§ Directions for this task: Where the word "scanning" shows up in the entries below, please copy the whole line.

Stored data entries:
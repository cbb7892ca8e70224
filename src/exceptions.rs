/*
 * Copyright 2007 ZXing authors
 *
 * Licensed under the Apache License, Version 2.0 (the "License");
 * you may not use this file except in compliance with the License.
 * You may obtain a copy of the License at
 *
 *      http://www.apache.org/licenses/LICENSE-2.0
 *
 * Unless required by applicable law or agreed to in writing, software
 * distributed under the License is distributed on an "AS IS" BASIS,
 * WITHOUT WARRANTIES OR CONDITIONS OF ANY KIND, either express or implied.
 * See the License for the specific language governing permissions and
 * limitations under the License.
 */

use thiserror::Error;

/// The full error taxonomy produced by every stage of the decoding pipeline.
///
/// `NotFoundException` is the only variant the outer scanning loops swallow
/// silently while they keep looking; the other three are always surfaced to
/// the caller of the top level `Reader`.
#[derive(Error, Debug, Clone, PartialEq, Eq)]
pub enum Exceptions {
    /// No barcode could be located, or detection heuristics were exhausted.
    #[error("NotFoundException: {0}")]
    NotFoundException(String),

    /// A structural violation: bad mode indicator, invalid version/format
    /// information, data that overruns the layer capacity, and the like.
    #[error("FormatException: {0:?}")]
    FormatException(Option<String>),

    /// Reed-Solomon (or a 1D check digit) failed to validate the codewords.
    #[error("ChecksumException: {0}")]
    ChecksumException(String),

    /// Caller supplied bad arguments - out-of-range coordinates, a crop
    /// rectangle outside the image, an inverted bit-array range. Indicates a
    /// bug in the calling code rather than a malformed barcode.
    #[error("IllegalArgumentException: {0}")]
    IllegalArgumentException(String),

    #[error("IllegalStateException: {0}")]
    IllegalStateException(String),

    #[error("UnsupportedOperationException: {0}")]
    UnsupportedOperationException(String),

    #[error("RuntimeException: {0}")]
    RuntimeException(String),
}

impl Exceptions {
    pub fn not_found_with(msg: impl Into<String>) -> Self {
        Self::NotFoundException(msg.into())
    }

    pub fn format_with(msg: impl Into<String>) -> Self {
        Self::FormatException(Some(msg.into()))
    }

    pub fn checksum_with(msg: impl Into<String>) -> Self {
        Self::ChecksumException(msg.into())
    }

    pub fn illegal_argument_with(msg: impl Into<String>) -> Self {
        Self::IllegalArgumentException(msg.into())
    }

    pub fn illegal_state_with(msg: impl Into<String>) -> Self {
        Self::IllegalStateException(msg.into())
    }

    pub fn unsupported_operation_with(msg: impl Into<String>) -> Self {
        Self::UnsupportedOperationException(msg.into())
    }

    pub fn runtime_with(msg: impl Into<String>) -> Self {
        Self::RuntimeException(msg.into())
    }

    /// True for the only failure kind the outer scanning loops catch while
    /// continuing to the next row / reader / region.
    pub fn is_not_found(&self) -> bool {
        matches!(self, Self::NotFoundException(_))
    }
}
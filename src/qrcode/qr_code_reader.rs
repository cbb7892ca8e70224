/*
 * Copyright 2007 ZXing authors
 *
 * Licensed under the Apache License, Version 2.0 (the "License");
 * you may not use this file except in compliance with the License.
 * You may obtain a copy of the License at
 *
 *      http://www.apache.org/licenses/LICENSE-2.0
 *
 * Unless required by applicable law or agreed to in writing, software
 * distributed under the License is distributed on an "AS IS" BASIS,
 * WITHOUT WARRANTIES OR CONDITIONS OF ANY KIND, either express or implied.
 * See the License for the specific language governing permissions and
 * limitations under the License.
 */

use crate::common::{Binarizer, Result};
use crate::decode_hints::{dictionary_point_callback, dictionary_try_harder, DecodeHintType, DecodeHintValue, DecodingHintDictionary};
use crate::qrcode::decoder::Decoder;
use crate::qrcode::detector::Detector;
use crate::reader::ImmutableReader;
use crate::{BarcodeFormat, BinaryBitmap, RXingResult};

/// Locates and decodes a QR code in an image: detect the symbol grid, then
/// hand it to the codeword/bit-stream decoder.
#[derive(Debug, Default)]
pub struct QrCodeReader;

impl ImmutableReader for QrCodeReader {
    fn decode_with_hints(&self, image: &BinaryBitmap<dyn Binarizer>, hints: &DecodingHintDictionary) -> Result<RXingResult> {
        let black_matrix = image.get_black_matrix()?;
        let detector = Detector::new(&black_matrix);

        let try_harder = dictionary_try_harder(hints);
        let detector_result = detector
            .detect(try_harder)
            .or_else(|e| if try_harder { Err(e) } else { detector.detect(true) })?;

        if let Some(callback) = dictionary_point_callback(hints) {
            for point in detector_result.points() {
                callback(point.x, point.y);
            }
        }

        let charset = hints.get(&DecodeHintType::CHARACTER_SET).and_then(|v| match v {
            DecodeHintValue::CharacterSet(s) => Some(s.as_str()),
            _ => None,
        });

        let decoder_result = Decoder::decode(detector_result.bits(), charset)?;

        Ok(RXingResult::new(
            decoder_result.text().to_owned(),
            decoder_result.raw_bytes().to_vec(),
            detector_result.points().to_vec(),
            BarcodeFormat::QrCode,
        ))
    }
}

§ Solution:
/// `NotFoundException` is the only variant the outer scanning loops swallow
    /// True for the only failure kind the outer scanning loops catch while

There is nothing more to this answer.